Now that I have solved my cock problem, a new one will take its place. Oh fuck fuck what the weight scale shows. Ten kilos more than a year ago. Oh fucking fuck. Nice indeed. How can life treat like this? I’ve been eating healthy and watching my weight and exercising and still, fuck, nice.

Now I hear a familiar voice hello: “Hey its Onslow where have u been?”. “I have monitored your weight and came to the conclusion that the main guilty is not you but the beer. “Thanks, but do you think I drink too much?”. “Well if you want the same stomach as mine then it´s ok, but otherwise you should limit the beer a bit”. “And also limit the pills you pop”. “Oh, thanks Onslow it was so fucking nice to see u”.

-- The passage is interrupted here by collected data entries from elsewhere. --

/// Presentation time of frame `index`.
pub fn frame_time(index: u64, fps: u32) -> Duration {
    nanos(index as u128 * NANOS_PER_SEC / fps.max(1) as u128)
}

fn sample_count(total: Duration, rate: u32) -> u64 {
    (total.as_nanos() * rate as u128).div_ceil(NANOS_PER_SEC) as u64
}

fn sample_time(sample: i64, rate: u32) -> Duration {
    nanos(sample.max(0) as u128 * NANOS_PER_SEC / rate.max(1) as u128)
}

fn nanos(n: u128) -> Duration {
    Duration::from_nanos(u64::try_from(n).unwrap_or(u64::MAX))
}

/// Nearest sample index for a (possibly negative) nanosecond offset.
fn to_sample(nanos: i128, rate: u32) -> i64 {
    let half = NANOS_PER_SEC as i128 / 2;
    (nanos * rate as i128 + half).div_euclid(NANOS_PER_SEC as i128) as i64
}

/// Audio format of the first clip that will be heard, or 48 kHz stereo.
fn choose_audio_config(job: &ExportJob, opener: &dyn MediaOpener) -> Result<AudioConfig> {
    let timeline = &job.timeline;
    let mut candidates: Vec<&Clip> = timeline
        .tracks
        .iter()
        .filter(|track| !track.muted)
        .flat_map(|track| track.clips.iter().map(move |clip| (track.kind, clip)))
        .filter(|(kind, clip)| {
            !clip.audio_muted
                && match kind {
                    TrackKind::Audio => true,
                    TrackKind::Video => {
                        clip.kind == ClipKind::Video
                            && job.library.get(clip.asset_id).is_some_and(|a| a.has_audio)
                            && !has_live_detached_audio(timeline, clip)
                    }
                }
        })
        .map(|(_, clip)| clip)
        .collect();
    candidates.sort_by_key(|clip| clip.start);

    for clip in candidates {
        let Some(asset) = job.library.get(clip.asset_id) else {
            continue;
        };
        let source = opener.open(asset).map_err(|e| MediaError::decode_failure(clip.id, e))?;
        let info = source.probe().map_err(|e| MediaError::decode_failure(clip.id, e))?;
        if let Some(config) = info.audio {
            info!(clip_id = %clip.id, sample_rate = config.sample_rate, channels = config.channels, "audio configuration chosen");
            return Ok(config);
        }
    }
    debug!("no audible clip with audio, using default configuration");
    Ok(AudioConfig::default())
}

// =============================================================================
// Video
// =============================================================================

struct RenderedFrame {
    image: FrameBuffer,
    /// Visible video layers; zero means a black (or text-only) frame.
    layers: usize,
}

/// Sequential frame reader for one clip.
struct VideoCursor {
    _source: Box<dyn MediaSource>,
    frames: VideoFrames,
    current: Option<VideoFrame>,
    next: Option<VideoFrame>,
    exhausted: bool,
    end: TimelinePosition,
}

impl VideoCursor {
    fn open(opener: &dyn MediaOpener, clip: &Clip, asset: &MediaAsset) -> Result<Self> {
        let mut source = opener.open(asset)?;
        let (from, to) = clip.source_range();
        let frames = source.video_frames(from..to)?;
        Ok(Self {
            _source: source,
            frames,
            current: None,
            next: None,
            exhausted: false,
            end: clip.end(),
        })
    }

    /// Latest frame at or before `target`, or the first frame if the stream
    /// starts later. The last frame is held once the stream ends.
    fn frame_at(&mut self, target: Duration) -> Result<Option<&FrameBuffer>> {
        let limit = target + FRAME_TOLERANCE;
        loop {
            if self.next.is_none() && !self.exhausted {
                match self.frames.next() {
                    Some(frame) => self.next = Some(frame?),
                    None => self.exhausted = true,
                }
            }
            match &self.next {
                Some(next) if next.timestamp <= limit || self.current.is_none() => {
                    self.current = self.next.take();
                }
                _ => break,
            }
        }
        Ok(self.current.as_ref().map(|f| &f.image))
    }
}

struct Still {
    image: FrameBuffer,
    end: TimelinePosition,
}

fn load_still(opener: &dyn MediaOpener, clip: &Clip, asset: &MediaAsset, width: u32, height: u32) -> Result<Still> {
    let mut source = opener.open(asset)?;
    let mut frames = source.video_frames(Duration::ZERO..clip.duration.max(Duration::from_millis(1)))?;
    let frame = frames
        .next()
        .transpose()?
        .ok_or_else(|| MediaError::DecoderError("image has no pixels".into()))?;
    Ok(Still {
        image: letterbox(&frame.image, width, height),
        end: clip.end(),
    })
}

struct FrameCompositor<'a> {
    job: &'a ExportJob,
    opener: &'a dyn MediaOpener,
    text: &'a dyn TextRasterizer,
    width: u32,
    height: u32,
    cursors: HashMap<Uuid, VideoCursor>,
    stills: HashMap<Uuid, Still>,
}

impl<'a> FrameCompositor<'a> {
    fn new(job: &'a ExportJob, opener: &'a dyn MediaOpener, text: &'a dyn TextRasterizer, width: u32, height: u32) -> Self {
        Self {
            job,
            opener,
            text,
            width,
            height,
            cursors: HashMap::new(),
            stills: HashMap::new(),
        }
    }

    fn render_frame(&mut self, t: TimelinePosition) -> Result<RenderedFrame> {
        let job = self.job;
        let (width, height) = (self.width, self.height);
        let state = resolve(&job.timeline, &job.library, t);
        let at = bridge_small_gap(&job.timeline, t);
        let layers = if at == t {
            state.video_layers
        } else {
            resolve(&job.timeline, &job.library, at).video_layers
        };

        // A lone untouched layer at output size is forwarded as decoded.
        if let [layer] = layers.as_slice() {
            if state.texts.is_empty() && is_plain(&job.timeline, layer.clip, at, width, height) {
                let image = self.source_image(layer.clip, layer.asset, at)?;
                if image.width == width && image.height == height {
                    return Ok(RenderedFrame {
                        image: image.clone(),
                        layers: 1,
                    });
                }
            }
        }

        let mut canvas = FrameBuffer::black(width, height);
        for layer in &layers {
            let clip = layer.clip;
            let transition = evaluate_at(
                clip.visible_duration().as_secs_f64(),
                job.timeline.transitions_for(clip.id),
                clip.local_time(at).as_secs_f64(),
                width,
                height,
            )
            .unwrap_or_default();
            let filter = job
                .timeline
                .filter_for(clip.id)
                .map(FilterDescriptor::from)
                .filter(|f| !f.is_identity());

            let image = self.source_image(clip, layer.asset, at)?;
            let filtered;
            let src = match filter {
                Some(filter) => {
                    let mut copy = image.clone();
                    apply_filter(&mut copy, &filter);
                    filtered = copy;
                    &filtered
                }
                None => image,
            };

            let (rect, placement) = placement(clip, src.width, src.height, width, height);
            let affine = transition.to_affine(width, height).then(&placement);
            draw_image(
                &mut canvas,
                src,
                &rect,
                &affine,
                transition.alpha,
                transition.clip_region.as_ref(),
            );
        }

        for overlay in &state.texts {
            self.text.draw(&mut canvas, overlay)?;
        }

        Ok(RenderedFrame {
            image: canvas,
            layers: layers.len(),
        })
    }

    /// Decoded pixels for `clip` at timeline time `at`. Images come back
    /// letterboxed to the output size.
    fn source_image(&mut self, clip: &Clip, asset: &MediaAsset, at: TimelinePosition) -> Result<&FrameBuffer> {
        if clip.kind == ClipKind::Image {
            let still = match self.stills.entry(clip.id) {
                Entry::Occupied(entry) => entry.into_mut(),
                Entry::Vacant(entry) => entry.insert(
                    load_still(self.opener, clip, asset, self.width, self.height)
                        .map_err(|e| MediaError::decode_failure(clip.id, e))?,
                ),
            };
            return Ok(&still.image);
        }

        let cursor = match self.cursors.entry(clip.id) {
            Entry::Occupied(entry) => entry.into_mut(),
            Entry::Vacant(entry) => entry.insert(
                VideoCursor::open(self.opener, clip, asset).map_err(|e| MediaError::decode_failure(clip.id, e))?,
            ),
        };
        cursor
            .frame_at(clip.source_time(at))
            .map_err(|e| MediaError::decode_failure(clip.id, e))?
            .ok_or_else(|| MediaError::decode_failure(clip.id, "no video frames in clip range"))
    }

    /// Drop readers for clips that can no longer be shown.
    fn evict_before(&mut self, t: TimelinePosition) {
        self.cursors.retain(|_, c| c.end + GAP_EPSILON >= t);
        self.stills.retain(|_, s| s.end + GAP_EPSILON >= t);
    }
}
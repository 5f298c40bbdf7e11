use serde::de::DeserializeOwned;
use serde::{Deserialize, Serialize};

use crate::error::Result;
use crate::preview::QualityTier;

fn parse_json<T: DeserializeOwned>(s: &str) -> Result<T> {
    Ok(serde_json::from_str(s)?)
}

/// Short-side height of the output frame.
#[derive(Debug, Clone, Copy, PartialEq, Eq, Hash, Serialize, Deserialize, Default)]
pub enum ResolutionPreset {
    #[serde(rename = "480p")]
    P480,
    #[serde(rename = "720p")]
    P720,
    #[default]
    #[serde(rename = "1080p")]
    P1080,
    #[serde(rename = "1440p")]
    P1440,
    #[serde(rename = "2160p")]
    P2160,
}

impl ResolutionPreset {
    pub fn short_side(&self) -> u32 {
        match self {
            Self::P480 => 480,
            Self::P720 => 720,
            Self::P1080 => 1080,
            Self::P1440 => 1440,
            Self::P2160 => 2160,
        }
    }
}

#[derive(Debug, Clone, Copy, PartialEq, Eq, Hash, Serialize, Deserialize, Default)]
pub enum AspectRatio {
    #[default]
    #[serde(rename = "16:9")]
    Landscape16x9,
    #[serde(rename = "9:16")]
    Portrait9x16,
    #[serde(rename = "1:1")]
    Square,
    #[serde(rename = "4:3")]
    Classic4x3,
}

impl AspectRatio {
    /// Width over height.
    pub fn ratio(&self) -> (u32, u32) {
        match self {
            Self::Landscape16x9 => (16, 9),
            Self::Portrait9x16 => (9, 16),
            Self::Square => (1, 1),
            Self::Classic4x3 => (4, 3),
        }
    }
}

#[derive(Debug, Clone, Copy, PartialEq, Eq, Hash, Serialize, Deserialize, Default)]
#[serde(rename_all = "lowercase")]
pub enum ExportFormat {
    #[default]
    Mp4,
    WebM,
}

impl ExportFormat {
    pub fn video_codec(&self) -> &'static str {
        match self {
            Self::Mp4 => "h264",
            Self::WebM => "vp9",
        }
    }

    pub fn audio_codec(&self) -> &'static str {
        match self {
            Self::Mp4 => "aac",
            Self::WebM => "opus",
        }
    }

    pub fn extension(&self) -> &'static str {
        match self {
            Self::Mp4 => "mp4",
            Self::WebM => "webm",
        }
    }
}

#[derive(Debug, Clone, Copy, PartialEq, Eq, Hash, Serialize, Deserialize, Default)]
#[serde(rename_all = "lowercase")]
pub enum ExportQuality {
    Low,
    #[default]
    Medium,
    High,
    Ultra,
}

impl ExportQuality {
    pub fn bitrate_multiplier(&self) -> f64 {
        match self {
            Self::Low => 0.5,
            Self::Medium => 1.0,
            Self::High => 1.5,
            Self::Ultra => 2.0,
        }
    }
}

/// Bits per pixel per frame at `ExportQuality::Medium`.
const BASE_BITS_PER_PIXEL: f64 = 0.07;

#[derive(Debug, Clone, PartialEq, Serialize, Deserialize)]
#[serde(default)]
pub struct ExportSettings {
    pub resolution: ResolutionPreset,
    pub aspect: AspectRatio,
    pub fps: u32,
    pub format: ExportFormat,
    pub quality: ExportQuality,
    pub audio_bitrate_kbps: u32,
}

impl Default for ExportSettings {
    fn default() -> Self {
        Self {
            resolution: ResolutionPreset::default(),
            aspect: AspectRatio::default(),
            fps: 30,
            format: ExportFormat::default(),
            quality: ExportQuality::default(),
            audio_bitrate_kbps: 192,
        }
    }
}

impl ExportSettings {
    pub fn from_json_str(s: &str) -> Result<Self> {
        parse_json(s)
    }

    /// Output frame size. The preset fixes the short side; both sides are even.
    pub fn dimensions(&self) -> (u32, u32) {
        let short = self.resolution.short_side();
        let (rw, rh) = self.aspect.ratio();
        let even = |v: f64| ((v / 2.0).round() as u32 * 2).max(2);
        if rw >= rh {
            (even(short as f64 * rw as f64 / rh as f64), short)
        } else {
            (short, even(short as f64 * rh as f64 / rw as f64))
        }
    }

    pub fn fps(&self) -> u32 {
        self.fps.max(1)
    }

    pub fn video_bitrate_kbps(&self) -> u32 {
        let (w, h) = self.dimensions();
        let bits = w as f64 * h as f64 * self.fps() as f64 * BASE_BITS_PER_PIXEL;
        (bits * self.quality.bitrate_multiplier() / 1000.0).round() as u32
    }
}

/// Hardware capability summary handed in by the host; the probing that
/// produces it lives outside this crate.
#[derive(Debug, Clone, PartialEq, Serialize, Deserialize)]
#[serde(default)]
pub struct CapabilityProfile {
    pub recommended_tier: QualityTier,
    pub target_fps: f64,
    pub frame_skipping: bool,
    pub max_preview_height: u32,
    /// Low-end devices get looser sync thresholds.
    pub constrained: bool,
}

impl Default for CapabilityProfile {
    fn default() -> Self {
        Self {
            recommended_tier: QualityTier::High,
            target_fps: 30.0,
            frame_skipping: false,
            max_preview_height: 1080,
            constrained: false,
        }
    }
}

impl CapabilityProfile {
    pub fn from_json_str(s: &str) -> Result<Self> {
        parse_json(s)
    }
}

/// Logging configuration.
#[derive(Debug, Clone, PartialEq, Serialize, Deserialize)]
#[serde(default)]
pub struct LoggingConfig {
    /// Filter directive (e.g. "info", "clipweave_media=debug,warn").
    pub level: String,
    /// Emit structured JSON lines.
    pub json: bool,
}

impl Default for LoggingConfig {
    fn default() -> Self {
        Self {
            level: "info".to_string(),
            json: false,
        }
    }
}

impl LoggingConfig {
    pub fn from_json_str(s: &str) -> Result<Self> {
        parse_json(s)
    }
}

#[cfg(test)]
mod tests {
    use super::*;

    #[test]
    fn test_default_dimensions() {
        assert_eq!(ExportSettings::default().dimensions(), (1920, 1080));
    }

    #[test]
    fn test_aspect_variants() {
        let mut s = ExportSettings {
            resolution: ResolutionPreset::P720,
            ..ExportSettings::default()
        };
        s.aspect = AspectRatio::Portrait9x16;
        assert_eq!(s.dimensions(), (720, 1280));
        s.aspect = AspectRatio::Square;
        assert_eq!(s.dimensions(), (720, 720));
        s.aspect = AspectRatio::Classic4x3;
        assert_eq!(s.dimensions(), (960, 720));
    }

    #[test]
    fn test_quality_scales_bitrate() {
        let medium = ExportSettings::default();
        let ultra = ExportSettings {
            quality: ExportQuality::Ultra,
            ..ExportSettings::default()
        };
        let diff = ultra.video_bitrate_kbps() as i64 - 2 * medium.video_bitrate_kbps() as i64;
        assert!(diff.abs() <= 1);
    }

    #[test]
    fn test_partial_json_uses_defaults() {
        let s = ExportSettings::from_json_str(r#"{"resolution":"480p","format":"webm","fps":24}"#).unwrap();
        assert_eq!(s.resolution, ResolutionPreset::P480);
        assert_eq!(s.format.video_codec(), "vp9");
        assert_eq!(s.fps, 24);
        assert_eq!(s.aspect, AspectRatio::Landscape16x9);
        assert_eq!(s.dimensions(), (854, 480));
    }

    #[test]
    fn test_bad_json_is_serialization_error() {
        assert!(matches!(
            LoggingConfig::from_json_str("{"),
            Err(crate::error::CoreError::Serialization(_))
        ));
    }

    #[test]
    fn test_capability_profile_json() {
        let p = CapabilityProfile::from_json_str(r#"{"recommended_tier":"Low","frame_skipping":true}"#).unwrap();
        assert_eq!(p.recommended_tier, QualityTier::Low);
        assert!(p.frame_skipping);
        assert_eq!(p.target_fps, 30.0);
    }
}
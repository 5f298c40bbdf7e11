//! Transition catalog and its evaluation into per-layer render transforms.
//!
//! A transition covers the first (`Start`) or last (`End`) `duration` seconds
//! of a clip. Evaluation is a pure function of kind, position, progress and
//! frame size, so the preview style backend and the export raster path share
//! one source of truth.

use std::fmt;
use std::str::FromStr;
use std::time::Duration;

use serde::{Deserialize, Serialize};
use uuid::Uuid;

use crate::geometry::{Affine, ClipRegion};

#[derive(Debug, Clone, Copy, PartialEq, Eq, Hash, Serialize, Deserialize)]
#[serde(rename_all = "kebab-case")]
pub enum TransitionKind {
    Fade,
    Dissolve,
    CrossDissolve,
    ZoomIn,
    ZoomOut,
    SlideLeft,
    SlideRight,
    SlideUp,
    SlideDown,
    WipeLeft,
    WipeRight,
    WipeUp,
    WipeDown,
    CircleWipe,
    DiamondWipe,
    RotateIn,
    RotateOut,
}

impl TransitionKind {
    pub const ALL: [TransitionKind; 17] = [
        Self::Fade,
        Self::Dissolve,
        Self::CrossDissolve,
        Self::ZoomIn,
        Self::ZoomOut,
        Self::SlideLeft,
        Self::SlideRight,
        Self::SlideUp,
        Self::SlideDown,
        Self::WipeLeft,
        Self::WipeRight,
        Self::WipeUp,
        Self::WipeDown,
        Self::CircleWipe,
        Self::DiamondWipe,
        Self::RotateIn,
        Self::RotateOut,
    ];

    pub fn name(&self) -> &'static str {
        match self {
            Self::Fade => "fade",
            Self::Dissolve => "dissolve",
            Self::CrossDissolve => "cross-dissolve",
            Self::ZoomIn => "zoom-in",
            Self::ZoomOut => "zoom-out",
            Self::SlideLeft => "slide-left",
            Self::SlideRight => "slide-right",
            Self::SlideUp => "slide-up",
            Self::SlideDown => "slide-down",
            Self::WipeLeft => "wipe-left",
            Self::WipeRight => "wipe-right",
            Self::WipeUp => "wipe-up",
            Self::WipeDown => "wipe-down",
            Self::CircleWipe => "circle-wipe",
            Self::DiamondWipe => "diamond-wipe",
            Self::RotateIn => "rotate-in",
            Self::RotateOut => "rotate-out",
        }
    }
}

impl fmt::Display for TransitionKind {
    fn fmt(&self, f: &mut fmt::Formatter<'_>) -> fmt::Result {
        f.write_str(self.name())
    }
}

#[derive(Debug, Clone, PartialEq, Eq, thiserror::Error)]
#[error("unknown transition kind: {0}")]
pub struct UnknownTransition(pub String);

impl FromStr for TransitionKind {
    type Err = UnknownTransition;

    fn from_str(s: &str) -> Result<Self, Self::Err> {
        Self::ALL
            .iter()
            .copied()
            .find(|k| k.name() == s)
            .ok_or_else(|| UnknownTransition(s.to_string()))
    }
}

#[derive(Debug, Clone, Copy, PartialEq, Eq, Hash, Serialize, Deserialize)]
pub enum TransitionPosition {
    Start,
    End,
}

#[derive(Debug, Clone, PartialEq, Serialize, Deserialize)]
pub struct Transition {
    pub id: Uuid,
    pub clip_id: Uuid,
    pub kind: TransitionKind,
    pub duration: Duration,
    pub position: TransitionPosition,
}

impl Transition {
    pub fn new(clip_id: Uuid, kind: TransitionKind, duration: Duration, position: TransitionPosition) -> Self {
        Self {
            id: Uuid::new_v4(),
            clip_id,
            kind,
            duration,
            position,
        }
    }
}

/// A transition whose window contains the queried local time.
#[derive(Debug, Clone, Copy, PartialEq)]
pub struct ActiveTransition<'a> {
    pub transition: &'a Transition,
    /// 0.0 (fully hidden) .. 1.0 (fully shown).
    pub progress: f64,
}

/// Finds the transition active at `local_t` seconds into a clip of visible
/// length `clip_len`. The start window wins when both windows overlap.
pub fn transition_progress<'a, I>(clip_len: f64, transitions: I, local_t: f64) -> Option<ActiveTransition<'a>>
where
    I: IntoIterator<Item = &'a Transition>,
{
    let mut start = None;
    let mut end = None;
    for t in transitions {
        match t.position {
            TransitionPosition::Start => start = start.or(Some(t)),
            TransitionPosition::End => end = end.or(Some(t)),
        }
    }

    if let Some(t) = start {
        let d = t.duration.as_secs_f64();
        if d > 0.0 && local_t < d {
            return Some(ActiveTransition {
                transition: t,
                progress: (local_t / d).clamp(0.0, 1.0),
            });
        }
    }
    if let Some(t) = end {
        let d = t.duration.as_secs_f64();
        if d > 0.0 && local_t > clip_len - d {
            return Some(ActiveTransition {
                transition: t,
                progress: ((clip_len - local_t) / d).clamp(0.0, 1.0),
            });
        }
    }
    None
}

/// Geometric operation applied to a layer. Scale and rotate pivot on the
/// frame center.
#[derive(Debug, Clone, Copy, PartialEq, Serialize, Deserialize)]
pub enum GeometricOp {
    Translate(f64, f64),
    Scale(f64, f64),
    Rotate(f64),
}

#[derive(Debug, Clone, PartialEq, Serialize, Deserialize)]
pub struct RenderTransform {
    pub alpha: f64,
    pub ops: Vec<GeometricOp>,
    pub clip_region: Option<ClipRegion>,
}

impl Default for RenderTransform {
    fn default() -> Self {
        Self::identity()
    }
}

impl RenderTransform {
    pub fn identity() -> Self {
        Self {
            alpha: 1.0,
            ops: Vec::new(),
            clip_region: None,
        }
    }

    pub fn is_identity(&self) -> bool {
        (self.alpha - 1.0).abs() < 1e-9
            && self.clip_region.is_none()
            && self.ops.iter().all(|op| match *op {
                GeometricOp::Translate(dx, dy) => dx.abs() < 1e-9 && dy.abs() < 1e-9,
                GeometricOp::Scale(sx, sy) => (sx - 1.0).abs() < 1e-9 && (sy - 1.0).abs() < 1e-9,
                GeometricOp::Rotate(deg) => deg.abs() < 1e-9,
            })
    }

    /// Composes the ops, in order, into a destination-space matrix for a
    /// frame of the given size.
    pub fn to_affine(&self, frame_w: u32, frame_h: u32) -> Affine {
        let (cx, cy) = (frame_w as f64 / 2.0, frame_h as f64 / 2.0);
        let about_center = |m: Affine| {
            Affine::translation(cx, cy)
                .then(&m)
                .then(&Affine::translation(-cx, -cy))
        };
        self.ops.iter().fold(Affine::identity(), |acc, op| {
            let step = match *op {
                GeometricOp::Translate(dx, dy) => Affine::translation(dx, dy),
                GeometricOp::Scale(sx, sy) => about_center(Affine::scaling(sx, sy)),
                GeometricOp::Rotate(deg) => about_center(Affine::rotation_deg(deg)),
            };
            acc.then(&step)
        })
    }

    /// CSS `transform` value for an element sized like the frame the
    /// transform was evaluated for. `transform-origin` is assumed centered.
    pub fn to_css_transform(&self) -> String {
        if self.ops.is_empty() {
            return "none".to_string();
        }
        self.ops
            .iter()
            .map(|op| match *op {
                GeometricOp::Translate(dx, dy) => format!("translate({dx:.2}px, {dy:.2}px)"),
                GeometricOp::Scale(sx, sy) => format!("scale({sx:.4}, {sy:.4})"),
                GeometricOp::Rotate(deg) => format!("rotate({deg:.2}deg)"),
            })
            .collect::<Vec<_>>()
            .join(" ")
    }

    /// CSS `clip-path` value.
    pub fn to_css_clip_path(&self) -> String {
        match self.clip_region {
            None => "none".to_string(),
            Some(ClipRegion::Rect {
                x,
                y,
                width,
                height,
            }) => format!(
                "polygon({x:.2}px {y:.2}px, {r:.2}px {y:.2}px, {r:.2}px {b:.2}px, {x:.2}px {b:.2}px)",
                r = x + width,
                b = y + height
            ),
            Some(ClipRegion::Circle { cx, cy, radius }) => {
                format!("circle({radius:.2}px at {cx:.2}px {cy:.2}px)")
            }
            Some(ClipRegion::Diamond { cx, cy, radius }) => format!(
                "polygon({cx:.2}px {t:.2}px, {r:.2}px {cy:.2}px, {cx:.2}px {b:.2}px, {l:.2}px {cy:.2}px)",
                t = cy - radius,
                r = cx + radius,
                b = cy + radius,
                l = cx - radius
            ),
        }
    }
}

/// Evaluates a transition at progress `p` for a frame of `w`x`h` pixels.
///
/// End-position transitions continue moving in the named direction, so
/// slide offsets, wipe anchors and rotation signs are mirrored for `End`.
pub fn evaluate(kind: TransitionKind, position: TransitionPosition, p: f64, w: u32, h: u32) -> RenderTransform {
    let p = if p.is_finite() { p.clamp(0.0, 1.0) } else { 1.0 };
    if p >= 1.0 {
        return RenderTransform::identity();
    }
    let inv = 1.0 - p;
    let (w, h) = (w as f64, h as f64);
    let sign = match position {
        TransitionPosition::Start => 1.0,
        TransitionPosition::End => -1.0,
    };
    let end = position == TransitionPosition::End;

    let mut out = RenderTransform::identity();
    match kind {
        TransitionKind::Fade | TransitionKind::Dissolve | TransitionKind::CrossDissolve => {
            out.alpha = p;
        }
        TransitionKind::ZoomIn => {
            out.alpha = p;
            out.ops.push(GeometricOp::Scale(p, p));
        }
        TransitionKind::ZoomOut => {
            let s = 1.5 - 0.5 * p;
            out.alpha = p;
            out.ops.push(GeometricOp::Scale(s, s));
        }
        // slide-left enters from the right edge moving left
        TransitionKind::SlideLeft => out.ops.push(GeometricOp::Translate(sign * inv * w, 0.0)),
        TransitionKind::SlideRight => out.ops.push(GeometricOp::Translate(-sign * inv * w, 0.0)),
        TransitionKind::SlideUp => out.ops.push(GeometricOp::Translate(0.0, sign * inv * h)),
        TransitionKind::SlideDown => out.ops.push(GeometricOp::Translate(0.0, -sign * inv * h)),
        TransitionKind::WipeRight => {
            let x = if end { inv * w } else { 0.0 };
            out.clip_region = Some(ClipRegion::Rect {
                x,
                y: 0.0,
                width: p * w,
                height: h,
            });
        }
        TransitionKind::WipeLeft => {
            let x = if end { 0.0 } else { inv * w };
            out.clip_region = Some(ClipRegion::Rect {
                x,
                y: 0.0,
                width: p * w,
                height: h,
            });
        }
        TransitionKind::WipeDown => {
            let y = if end { inv * h } else { 0.0 };
            out.clip_region = Some(ClipRegion::Rect {
                x: 0.0,
                y,
                width: w,
                height: p * h,
            });
        }
        TransitionKind::WipeUp => {
            let y = if end { 0.0 } else { inv * h };
            out.clip_region = Some(ClipRegion::Rect {
                x: 0.0,
                y,
                width: w,
                height: p * h,
            });
        }
        TransitionKind::CircleWipe => {
            let half_diag = (w * w + h * h).sqrt() / 2.0;
            out.clip_region = Some(ClipRegion::Circle {
                cx: w / 2.0,
                cy: h / 2.0,
                radius: p * half_diag,
            });
        }
        TransitionKind::DiamondWipe => {
            // L1 radius needed to cover the corners is w/2 + h/2.
            out.clip_region = Some(ClipRegion::Diamond {
                cx: w / 2.0,
                cy: h / 2.0,
                radius: p * (w + h) / 2.0,
            });
        }
        TransitionKind::RotateIn => {
            out.alpha = p;
            out.ops.push(GeometricOp::Rotate(-sign * inv * 180.0));
            out.ops.push(GeometricOp::Scale(p, p));
        }
        TransitionKind::RotateOut => {
            out.alpha = p;
            out.ops.push(GeometricOp::Rotate(sign * inv * 180.0));
            out.ops.push(GeometricOp::Scale(p, p));
        }
    }
    out
}

/// Windowing plus evaluation. `None` means the layer draws untransformed.
pub fn evaluate_at<'a, I>(clip_len: f64, transitions: I, local_t: f64, w: u32, h: u32) -> Option<RenderTransform>
where
    I: IntoIterator<Item = &'a Transition>,
{
    let active = transition_progress(clip_len, transitions, local_t)?;
    Some(evaluate(
        active.transition.kind,
        active.transition.position,
        active.progress,
        w,
        h,
    ))
}
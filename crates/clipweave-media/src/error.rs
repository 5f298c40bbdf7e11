use clipweave_core::error::CoreError;
use thiserror::Error;
use uuid::Uuid;

#[derive(Debug, Error)]
pub enum MediaError {
    #[error(transparent)]
    InvalidTimeline(#[from] CoreError),

    #[error("failed to decode media for clip {clip_id}: {message}")]
    MediaDecodeFailure { clip_id: Uuid, message: String },

    #[error("export cancelled")]
    Cancelled,

    #[error(
        "audio block is {found_rate} Hz/{found_channels}ch, output is {expected_rate} Hz/{expected_channels}ch"
    )]
    IncompatibleAudioConfiguration {
        expected_rate: u32,
        expected_channels: u16,
        found_rate: u32,
        found_channels: u16,
    },

    #[error("muxer produced no output")]
    EncoderFinalizeFailure,

    #[error("failed to open media: {0}")]
    OpenFailed(String),

    #[error("no video stream found")]
    NoVideoStream,

    #[error("no audio stream found")]
    NoAudioStream,

    #[error("decoder error: {0}")]
    DecoderError(String),

    #[error("seek error: {0}")]
    SeekError(String),

    #[error("encoder error: {0}")]
    Encoder(String),

    #[error("text rendering error: {0}")]
    Text(String),

    #[error("io error: {0}")]
    Io(#[from] std::io::Error),
}

impl MediaError {
    pub(crate) fn decode_failure(clip_id: Uuid, err: impl std::fmt::Display) -> Self {
        Self::MediaDecodeFailure {
            clip_id,
            message: err.to_string(),
        }
    }
}

pub type Result<T> = std::result::Result<T, MediaError>;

I take the subway to the center and the nightmare continues. What I see is just fat everywhere. Balloon bellies, fat butts and very overweight people eating a chocolate bar or sipping lemonade from a mug. I feel anxious and I want to scream:”Mom I don´t want to get fat again”.

I had a phase in my life when depression hit. I gained weight and developed type 2 diabetes. I am an orphan but the mother of my foster family and her child who was like a sister to me died. They too had an overweight problem. Fuck, I don´t want to die. Fuck I´m too young. I was indeed thirty kilos overweight at the time diabetes came to my life.

Now I have still diabetes 2 even I lost that 30 kilos, but now it came 10 kilos back fuck fucking fuck, nice. That`s the metabolism of the diabetes 2 and pills and beer and winter. At the winter cold and dark could make a cortisol bomb. Fuck that´s maybe the main reason for both general fat and pubic fat.

But how am I going to hit on women at the swimming stadion in the summer now? Oh fucking fuck. Relax, relax situation isn´t so bad it feels. I have probably also increased my muscle mass because I have been going to the gym. Perkele now started a strict aerobic regimen on top of the gym and diet.